Multiple myeloma is the second most commonly diagnosed hematologic malignancy. As an incurable disease, the molecular mechanisms underlying its many aspects remain unclear. Intracellular calcium ion is an essential signaling molecule that modulates malignant cell behavior, and abnormal regulation of cellular calcium homeostasis may promote cancer cell survival and induce drug resistance. Transient receptor potential (TRP) cation channels are a superfamily of non-selective Ca-permeable channels that regulate intracellular calcium signaling and are involved in the regulation of various characteristics of cancer cells.

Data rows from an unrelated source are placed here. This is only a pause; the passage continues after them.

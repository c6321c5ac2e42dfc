// SPDX-License-Identifier: MIT
// SPDX-FileCopyrightText: 2025 Jonathan D. A. Jewell <hyperpolymath>

//! Organizer Undo Utility
//!
//! Moves files back to where they were before the organizer touched them,
//! using the move journal.

use anyhow::{Context, Result};
use chrono::Local;
use clap::Parser;
use std::path::PathBuf;

use ai_file_organizer::config::{default_config_path, AppConfig};
use ai_file_organizer::history::{History, UndoAction};

#[derive(Parser, Debug)]
#[command(name = "organizer-undo")]
#[command(version)]
#[command(about = "Undo AI File Organizer moves")]
struct Args {
    /// Path to the move journal (default: from the config)
    #[arg(short = 'f', long)]
    history_file: Option<PathBuf>,

    /// Configuration file used to find the journal
    #[arg(long)]
    config: Option<PathBuf>,

    /// Number of moves to undo (default: 1, use 0 for all)
    #[arg(short, long, default_value = "1")]
    count: usize,

    /// Dry run - show what would be undone without doing it
    #[arg(long)]
    dry_run: bool,

    /// List all entries in the journal
    #[arg(long)]
    list: bool,
}

impl Args {
    fn journal_path(&self) -> Result<PathBuf> {
        if let Some(path) = &self.history_file {
            return Ok(path.clone());
        }
        let config_path = self.config.clone().unwrap_or_else(default_config_path);
        let config = AppConfig::load(&config_path)
            .with_context(|| format!("Failed to load config {:?}", config_path))?;
        Ok(config.history.path)
    }
}

fn main() -> Result<()> {
    let args = Args::parse();
    let history = History::new(args.journal_path()?);

    if !history.path().exists() {
        eprintln!("Journal not found: {:?}", history.path());
        eprintln!("No moves to undo.");
        return Ok(());
    }

    if args.list {
        let entries = history.get_recent(usize::MAX)?;
        println!("Move History ({} entries):", entries.len());
        println!("{:-<80}", "");
        for (i, entry) in entries.iter().enumerate() {
            println!(
                "{:3}. [{}] {} -> {}{}",
                i + 1,
                entry.timestamp.with_timezone(&Local).format("%Y-%m-%d %H:%M:%S"),
                entry.source.display(),
                entry.destination.display(),
                if entry.undone { " (undone)" } else { "" }
            );
            if let Some(category) = &entry.category {
                println!("     Folder: {}", category);
            }
        }
        return Ok(());
    }

    let pending = history.get_undoable()?.len();
    if pending == 0 {
        println!("No moves to undo.");
        return Ok(());
    }
    let count = if args.count == 0 { pending } else { args.count.min(pending) };

    println!(
        "{}Undoing {} move(s)...",
        if args.dry_run { "[DRY RUN] " } else { "" },
        count
    );

    let report = history
        .undo(count, args.dry_run)
        .context("Failed to undo moves")?;

    for outcome in &report.outcomes {
        let record = &outcome.record;
        match &outcome.action {
            UndoAction::Restored => {
                println!("  Undone: {} -> {}", record.destination.display(), record.source.display())
            }
            UndoAction::WouldRestore => {
                println!("  Would move: {} -> {}", record.destination.display(), record.source.display())
            }
            UndoAction::Missing => eprintln!(
                "  Skip: {} (file not found, may have been moved/deleted)",
                record.destination.display()
            ),
            UndoAction::Occupied => eprintln!(
                "  Skip: {} (original path already exists)",
                record.source.display()
            ),
            UndoAction::Failed(e) => eprintln!("  Failed: {} ({})", record.destination.display(), e),
        }
    }

    println!();
    if args.dry_run {
        println!("Dry run complete. {} move(s) would be undone.", report.restored());
    } else {
        println!("Done. {} undone, {} failed/skipped.", report.restored(), report.skipped());
    }

    Ok(())
}

#[cfg(test)]
mod tests {
    use super::*;

    #[test]
    fn test_explicit_journal_wins() {
        let args = Args::try_parse_from(["organizer-undo", "-f", "/tmp/moves.jsonl", "--count", "0"]).unwrap();
        assert_eq!(args.journal_path().unwrap(), PathBuf::from("/tmp/moves.jsonl"));
        assert_eq!(args.count, 0);
    }

    #[test]
    fn test_journal_from_config() {
        let dir = tempfile::TempDir::new().unwrap();
        let config_path = dir.path().join("config.json");
        let mut config = AppConfig::default();
        config.history.path = dir.path().join("journal.jsonl");
        config.save(&config_path).unwrap();

        let args = Args::try_parse_from(["organizer-undo", "--config", config_path.to_str().unwrap()]).unwrap();
        assert_eq!(args.journal_path().unwrap(), dir.path().join("journal.jsonl"));
    }
}
fn to_utc<Tz: TimeZone>(tz: &Tz, naive: NaiveDateTime) -> DateTime<Utc> {
    tz.from_local_datetime(&naive)
        .earliest()
        .map(|dt| dt.with_timezone(&Utc))
        .unwrap_or_else(|| Utc.from_utc_datetime(&naive))
}

/// Parse `query` relative to the local clock
pub fn parse_query(query: &str) -> ParsedQuery {
    parse_query_at(query, Local::now())
}

/// Parse `query` relative to `now`; day boundaries follow `now`'s time zone
pub fn parse_query_at<Tz: TimeZone>(query: &str, now: DateTime<Tz>) -> ParsedQuery {
    let mut result = ParsedQuery::plain(query);
    let Some(p) = patterns() else {
        return result;
    };

    let tz = now.timezone();
    let local_now = now.naive_local();
    let mut clean = query.to_lowercase();

    if let Some((re, filter)) = p.dates.iter().find(|(re, _)| re.is_match(&clean)) {
        let (start, end) = simple_range(*filter, local_now);
        result.date_filter = Some(*filter);
        result.date_range = Some((to_utc(&tz, start), to_utc(&tz, end)));
        let stripped = re.replace_all(&clean, "").into_owned();
        clean = stripped;
    } else if let Some((date, matched)) = parse_complex_date(p, &clean, local_now.date()) {
        let filter = DateFilter::Specific(date);
        let (start, end) = simple_range(filter, local_now);
        result.date_filter = Some(filter);
        result.date_range = Some((to_utc(&tz, start), to_utc(&tz, end)));
        result.specific_date = Some(date);
        clean = clean.replace(&matched, "");
    }

    if let Some((re, filter)) = p.types.iter().find(|(re, _)| re.is_match(&clean)) {
        result.type_filter = Some(*filter);
        result.extensions = Some(filter.extensions().iter().map(|e| e.to_string()).collect());
        // A type word that is the whole query stays as the search term
        let stripped = re.replace_all(&clean, "").trim().to_string();
        if !stripped.is_empty() {
            clean = stripped;
        }
    }

    let clean = p.stopwords.replace_all(&clean, "");
    let clean = p.spaces.replace_all(&clean, " ").trim().to_string();

    result.clean_query = if !clean.is_empty() || result.has_filters() {
        clean
    } else {
        query.to_string()
    };

    debug!("Parsed query {:?} -> {:?}", query, result);
    result
}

Emerging evidence shows a close connection between TRP channels and multiple myeloma. This review summarizes the roles of TRP channels in multiple myeloma progression, metastasis, bone destruction, and drug resistance. TRPV1 and TRPV2 orchestrate the progression of multiple myeloma, while TRPM7 promotes myeloma cell dissemination and spreading. TRPV2 and TRPV4, that activate osteoclasts, contribute to the development of osteolytic bone disease caused by multiple myeloma. Both TRPV1 inhibition and TRPV2 activation synergize with bortezomib in the chemotherapy of multiple myeloma, and TRPC1 can determine the responsiveness of multiple myeloma to MTI-101, a cyclic beta-hairpin peptide. Antagonizing TRPA1 can alleviate bortezomib-induced painful peripheral neuropathy. Future studies in this field may identify certain TRP channels as markers or therapeutic targets for predicting the prognosis, preventing progression, and improving drug responsiveness in patients with multiple myeloma.